2. Average order value
How much does a customer spend on average, and how does that stack up compared to other customers? For obvious reasons, customers who spend the most should be identified as high-rollers. In some cases, you may even want to be notified in real-time when an order above a certain threshold is received.
3. Customer lifetime value
The heavy hitters who can make your week with a single purchase are very important, but the MVC competition isn't a sprint, it's a marathon. Tracking how much a customer has spent over the course of his or her relationship with you is one of the best ways to identify high-value customers.
Because customer relationships vary in length, however, it's important to do accurate comparisons. For example, when looking at a relatively new customer with just six months of purchasing history, you'd want to measure her value-to-date based on where longer-standing customers were in their first six months.
4. Price sensitivity
Purchases are motivated by different reasons, and some customers are very price sensitive. While a customer who is highly influenced by price isn't necessarily eliminated from MVC status, it can be very useful to evaluate customers through a price-centric lens to identify hardcore bargain hunters who aren't likely to complete a purchase unless they see a deal.
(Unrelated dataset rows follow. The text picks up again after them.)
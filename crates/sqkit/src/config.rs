//! Execution settings for [`InstrumentedDb`](crate::InstrumentedDb).

use std::time::Duration;

use tracing::Level;

/// Timeouts and statement logging.
///
/// The defaults apply no timeout, log every statement at `DEBUG` truncated to
/// 1000 bytes and never log argument values.
#[derive(Debug, Clone)]
pub struct DbConfig {
    /// Statement timeout. `None` means no timeout.
    pub query_timeout: Option<Duration>,
    /// Statements slower than this are reported with a `warn` event.
    pub slow_query_threshold: Option<Duration>,
    /// Level of the per-statement event.
    pub log_level: Level,
    /// Truncate logged SQL (in bytes). `None` means no truncation.
    pub max_sql_length: Option<usize>,
    /// Include argument values in the per-statement event.
    pub log_params: bool,
}

impl Default for DbConfig {
    fn default() -> Self {
        Self {
            query_timeout: None,
            slow_query_threshold: None,
            log_level: Level::DEBUG,
            max_sql_length: Some(1000),
            log_params: false,
        }
    }
}

impl DbConfig {
    pub fn new() -> Self {
        Self::default()
    }

    /// Cancel statements running longer than `timeout`.
    ///
    /// A timed-out statement fails with [`SqError::Timeout`](crate::SqError::Timeout).
    pub fn with_query_timeout(mut self, timeout: Duration) -> Self {
        self.query_timeout = Some(timeout);
        self
    }

    pub fn with_slow_query_threshold(mut self, threshold: Duration) -> Self {
        self.slow_query_threshold = Some(threshold);
        self
    }

    pub fn with_log_level(mut self, level: Level) -> Self {
        self.log_level = level;
        self
    }

    pub fn with_max_sql_length(mut self, len: usize) -> Self {
        self.max_sql_length = Some(len);
        self
    }

    /// Log SQL text in full.
    pub fn no_truncate(mut self) -> Self {
        self.max_sql_length = None;
        self
    }

    /// Include argument values in statement events.
    ///
    /// Arguments may carry user data; leave this off outside development.
    pub fn log_params(mut self, enabled: bool) -> Self {
        self.log_params = enabled;
        self
    }

    /// `sql` cut to [`max_sql_length`](Self::max_sql_length) on a char boundary.
    pub(crate) fn truncate_sql(&self, sql: &str) -> String {
        match self.max_sql_length {
            Some(max) if sql.len() > max => {
                let mut end = max;
                while end > 0 && !sql.is_char_boundary(end) {
                    end -= 1;
                }
                format!("{}...", &sql[..end])
            }
            _ => sql.to_string(),
        }
    }
}

#[cfg(test)]
mod tests {
    use super::*;

    #[test]
    fn defaults_keep_params_out_of_logs() {
        let config = DbConfig::new();
        assert!(!config.log_params);
        assert_eq!(config.max_sql_length, Some(1000));
        assert_eq!(config.log_level, Level::DEBUG);
        assert!(config.query_timeout.is_none());
    }

    #[test]
    fn truncate_respects_char_boundaries() {
        let config = DbConfig::new().with_max_sql_length(4);
        assert_eq!(config.truncate_sql("SELECT 1"), "SELE...");
        assert_eq!(config.truncate_sql("abc"), "abc");
        // 'é' is two bytes and straddles the limit
        assert_eq!(config.truncate_sql("abcé"), "abc...");
        assert_eq!(
            DbConfig::new().no_truncate().truncate_sql(&"x".repeat(2000)).len(),
            2000
        );
    }
}
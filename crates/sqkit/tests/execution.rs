//! Execution entry points driven against an in-memory database.

use std::sync::Mutex;
use std::time::Duration;

use sqkit::{
    Accumulator, Database, DbConfig, Dialect, ExecMode, Field, InstrumentedDb, Record, SqError,
    SqResult, Value, assign, delete_from, insert_into, select, update,
};

sqkit::table! {
    struct Users("users") {
        user_id: Number,
        displayname: String,
        active: Boolean,
    }
}

sqkit::table! {
    struct Pages("pages") {
        page_id: Number,
        title: String,
    }
}

sqkit::table! {
    struct Tags("tags") {
        page_id: Number,
        name: String,
    }
}

/// Records every statement and answers with canned rows.
struct FakeDb {
    dialect: Dialect,
    rows: Vec<Record>,
    affected: u64,
    fail: bool,
    delay: Option<Duration>,
    log: Mutex<Vec<(String, Vec<Value>)>>,
}

impl FakeDb {
    fn new(dialect: Dialect) -> Self {
        Self {
            dialect,
            rows: Vec::new(),
            affected: 0,
            fail: false,
            delay: None,
            log: Mutex::new(Vec::new()),
        }
    }

    fn with_rows(mut self, rows: Vec<Record>) -> Self {
        self.rows = rows;
        self
    }

    fn statements(&self) -> Vec<(String, Vec<Value>)> {
        self.log.lock().unwrap().clone()
    }

    async fn record(&self, sql: &str, args: &[Value]) -> SqResult<()> {
        self.log
            .lock()
            .unwrap()
            .push((sql.to_string(), args.to_vec()));
        if let Some(delay) = self.delay {
            tokio::time::sleep(delay).await;
        }
        if self.fail {
            return Err(SqError::UniqueViolation("users_pkey: duplicate key".into()));
        }
        Ok(())
    }
}

impl Database for FakeDb {
    fn dialect(&self) -> Dialect {
        self.dialect
    }

    async fn query(&self, sql: &str, args: &[Value]) -> SqResult<Vec<Record>> {
        self.record(sql, args).await?;
        Ok(self.rows.clone())
    }

    async fn execute(&self, sql: &str, args: &[Value]) -> SqResult<u64> {
        self.record(sql, args).await?;
        Ok(self.affected)
    }
}

#[tokio::test]
async fn fetch_all_reads_by_descriptor() {
    let u = Users::new("u");
    let db = FakeDb::new(Dialect::Postgres).with_rows(vec![
        vec![Value::Int(1), Value::from("alice")],
        vec![Value::Int(2), Value::from("bob")],
    ]);

    let got = select([&u.user_id, &u.displayname])
        .from(&u)
        .where_([u.active.eq(true)])
        .fetch_all(&db, |row| {
            // read out of order on purpose
            let name = row.string(&u.displayname)?;
            Ok((row.int64(&u.user_id)?, name))
        })
        .await
        .unwrap();

    assert_eq!(got, vec![(1, "alice".to_string()), (2, "bob".to_string())]);
    let statements = db.statements();
    assert_eq!(
        statements[0].0,
        "SELECT u.user_id, u.displayname FROM users AS u WHERE u.active = $1"
    );
    assert_eq!(statements[0].1, vec![Value::Bool(true)]);
}

#[tokio::test]
async fn empty_projection_is_registered_from_mapper() {
    let u = Users::new("u");
    let db = FakeDb::new(Dialect::Sqlite).with_rows(vec![vec![Value::Int(7), Value::from("eve")]]);

    let mut seen = Vec::new();
    let n = select(Vec::<Field>::new())
        .from(&u)
        .fetch_each(&db, |row| {
            let id = row.int64(&u.user_id)?;
            let name = row.string(&u.displayname)?;
            if !row.is_registering() {
                seen.push((id, name));
            }
            Ok(())
        })
        .await
        .unwrap();

    assert_eq!(n, 1);
    assert_eq!(seen, vec![(7, "eve".to_string())]);
    assert_eq!(
        db.statements()[0].0,
        "SELECT u.user_id, u.displayname FROM users AS u"
    );
}

#[tokio::test]
async fn mapper_reading_nothing_is_a_render_error() {
    let u = Users::new("u");
    let db = FakeDb::new(Dialect::Sqlite);
    let err = select(Vec::<Field>::new())
        .from(&u)
        .fetch_all(&db, |_row| Ok(()))
        .await
        .unwrap_err();
    assert!(err.is_render());
    assert!(db.statements().is_empty());
}

#[tokio::test]
async fn fetch_one_and_fetch_opt_on_empty_result() {
    let u = Users::new("u");
    let db = FakeDb::new(Dialect::Sqlite);
    let q = select([&u.user_id]).from(&u);

    let err = q
        .fetch_one(&db, |row| row.int64(&u.user_id))
        .await
        .unwrap_err();
    assert!(err.is_not_found());
    assert!(err.to_string().contains("SELECT users"));

    let none = q.fetch_opt(&db, |row| row.int64(&u.user_id)).await.unwrap();
    assert_eq!(none, None);
}

#[tokio::test]
async fn decode_error_surfaces_from_mapper() {
    let u = Users::new("u");
    let db = FakeDb::new(Dialect::Sqlite).with_rows(vec![vec![Value::Null]]);
    let err = select([&u.user_id])
        .from(&u)
        .fetch_one(&db, |row| row.int64(&u.user_id))
        .await
        .unwrap_err();
    assert!(matches!(err, SqError::Decode { ref column, .. } if column == "u.user_id"));
}

#[tokio::test]
async fn exists_wraps_the_query() {
    let u = Users::new("u");
    let db = FakeDb::new(Dialect::Sqlite).with_rows(vec![vec![Value::Int(1)]]);
    let found = select(Vec::<Field>::new())
        .from(&u)
        .where_([u.active.eq(true)])
        .exists(&db)
        .await
        .unwrap();
    assert!(found);
    assert_eq!(
        db.statements()[0].0,
        "SELECT EXISTS (SELECT 1 FROM users AS u WHERE u.active = ?)"
    );
}

#[tokio::test]
async fn exec_reports_rows_affected() {
    let u = Users::new("");
    let mut db = FakeDb::new(Dialect::Sqlite);
    db.affected = 3;

    let res = update(&u)
        .set([assign(&u.active, false)])
        .where_([u.user_id.lt(10)])
        .exec(&db, ExecMode::RowsAffected)
        .await
        .unwrap();
    assert_eq!(res.rows_affected, Some(3));
    assert_eq!(res.last_insert_id, None);

    let res = delete_from(&u)
        .where_([u.active.eq(false)])
        .exec(&db, ExecMode::NoResult)
        .await
        .unwrap();
    assert_eq!(res, Default::default());
    assert_eq!(db.statements().len(), 2);
}

#[tokio::test]
async fn last_insert_id_on_postgres_needs_returning() {
    let u = Users::new("");
    let db = FakeDb::new(Dialect::Postgres).with_rows(vec![vec![Value::Int(42)]]);

    let insert = insert_into(&u).valuesx(|col| {
        col.set_string(&u.displayname, "alice");
    });
    let err = insert
        .exec(&db, ExecMode::LastInsertId)
        .await
        .unwrap_err();
    assert!(matches!(err, SqError::Validation(_)));
    assert!(db.statements().is_empty());

    let res = insert
        .returning([&u.user_id])
        .exec(&db, ExecMode::LastInsertId)
        .await
        .unwrap();
    assert_eq!(res.last_insert_id, Some(42));
    assert_eq!(
        db.statements()[0].0,
        "INSERT INTO users (displayname) VALUES ($1) RETURNING user_id"
    );
}

#[tokio::test]
async fn database_errors_carry_statement_and_call_site() {
    let u = Users::new("");
    let mut db = FakeDb::new(Dialect::Sqlite);
    db.fail = true;

    let err = insert_into(&u)
        .columns([&u.user_id])
        .values([1])
        .exec(&db, ExecMode::NoResult)
        .await
        .unwrap_err();

    assert!(err.is_unique_violation());
    match &err {
        SqError::Execute {
            statement, site, ..
        } => {
            assert_eq!(statement.to_string(), "INSERT users");
            assert!(site.file().ends_with("execution.rs"));
        }
        other => panic!("unexpected error: {other}"),
    }
    // argument values never appear in the message
    assert!(!err.to_string().contains("VALUES"));
}

#[tokio::test]
async fn render_errors_are_not_sent() {
    let u = Users::new("");
    let db = FakeDb::new(Dialect::Sqlite);
    let err = delete_from(&u)
        .exec(&db, ExecMode::RowsAffected)
        .await
        .unwrap_err();
    assert!(err.is_render());
    assert!(db.statements().is_empty());
}

#[tokio::test]
async fn returning_rows_are_mapped() {
    let u = Users::new("");
    let db = FakeDb::new(Dialect::Postgres).with_rows(vec![vec![Value::Int(5)], vec![Value::Int(6)]]);
    let ids = update(&u)
        .set([assign(&u.active, false)])
        .where_([u.active.eq(true)])
        .fetch_all(&db, |row| row.int64(&u.user_id))
        .await
        .unwrap();
    assert_eq!(ids, vec![5, 6]);
    assert_eq!(
        db.statements()[0].0,
        "UPDATE users SET active = $1 WHERE users.active = $2 RETURNING user_id"
    );
}

#[derive(Debug, PartialEq)]
struct Page {
    id: i64,
    title: String,
    tags: Vec<String>,
}

#[tokio::test]
async fn join_rows_accumulate_into_groups() {
    let p = Pages::new("p");
    let t = Tags::new("t");
    let db = FakeDb::new(Dialect::Sqlite).with_rows(vec![
        vec![Value::Int(1), Value::from("Intro"), Value::from("rust")],
        vec![Value::Int(1), Value::from("Intro"), Value::from("sql")],
        vec![Value::Int(2), Value::from("Empty"), Value::Null],
    ]);

    let mut pages = Vec::new();
    let mut acc = Accumulator::new(|page: Page| pages.push(page));
    select(Vec::<Field>::new())
        .from(&p)
        .left_join(&t, [t.page_id.eq(&p.page_id)])
        .order_by([&p.page_id])
        .fetch_each(&db, |row| {
            let id = row.int64(&p.page_id)?;
            let title = row.string(&p.title)?;
            let tag = row.nullable_string(&t.name)?;
            acc.accumulate(
                row,
                id,
                || Page {
                    id,
                    title,
                    tags: Vec::new(),
                },
                |page| page.tags.extend(tag),
            )
        })
        .await
        .unwrap();
    acc.finish();

    assert_eq!(
        db.statements()[0].0,
        "SELECT p.page_id, p.title, t.name FROM pages AS p LEFT JOIN tags AS t \
         ON t.page_id = p.page_id ORDER BY p.page_id"
    );
    assert_eq!(
        pages,
        vec![
            Page {
                id: 1,
                title: "Intro".into(),
                tags: vec!["rust".into(), "sql".into()],
            },
            Page {
                id: 2,
                title: "Empty".into(),
                tags: vec![],
            },
        ]
    );
}

#[tokio::test]
async fn instrumented_db_times_out() {
    let u = Users::new("u");
    let mut inner = FakeDb::new(Dialect::Sqlite);
    inner.delay = Some(Duration::from_millis(500));
    let db = InstrumentedDb::new(inner)
        .with_config(DbConfig::new().with_query_timeout(Duration::from_millis(20)));

    let err = select([&u.user_id])
        .from(&u)
        .fetch_all(&db, |row| row.int64(&u.user_id))
        .await
        .unwrap_err();
    assert!(err.is_timeout());
}

#[tokio::test]
async fn instrumented_db_forwards_results() {
    let u = Users::new("u");
    let inner = FakeDb::new(Dialect::MySql).with_rows(vec![vec![Value::Int(9)]]);
    let db = InstrumentedDb::new(inner).with_config(
        DbConfig::new()
            .with_slow_query_threshold(Duration::from_secs(10))
            .log_params(true),
    );

    let ids = select([&u.user_id])
        .from(&u)
        .where_([u.user_id.eq(9)])
        .fetch_all(&db, |row| row.int64(&u.user_id))
        .await
        .unwrap();
    assert_eq!(ids, vec![9]);
    assert_eq!(db.dialect(), Dialect::MySql);
    assert_eq!(
        db.inner().statements()[0].0,
        "SELECT u.user_id FROM users AS u WHERE u.user_id = ?"
    );
}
A relatively easy way to do this is to determine which customers have increased their purchasing when sales or discounts were offered. For more accurate results that reflect the fact that some discounts are steeper than others, trying weighing your calculation based on the amount of the discount used.
While you probably can't peek at your customers' bank accounts, depending on how much information you collect from customers, you may be able to indirectly guess which ones likely have thick wallets.
Affluence, of course, doesn't necessarily translate to sales, but knowing who has the money to spend can be very helpful in determining which customers are worth engaging and, where necessary, fighting to retain.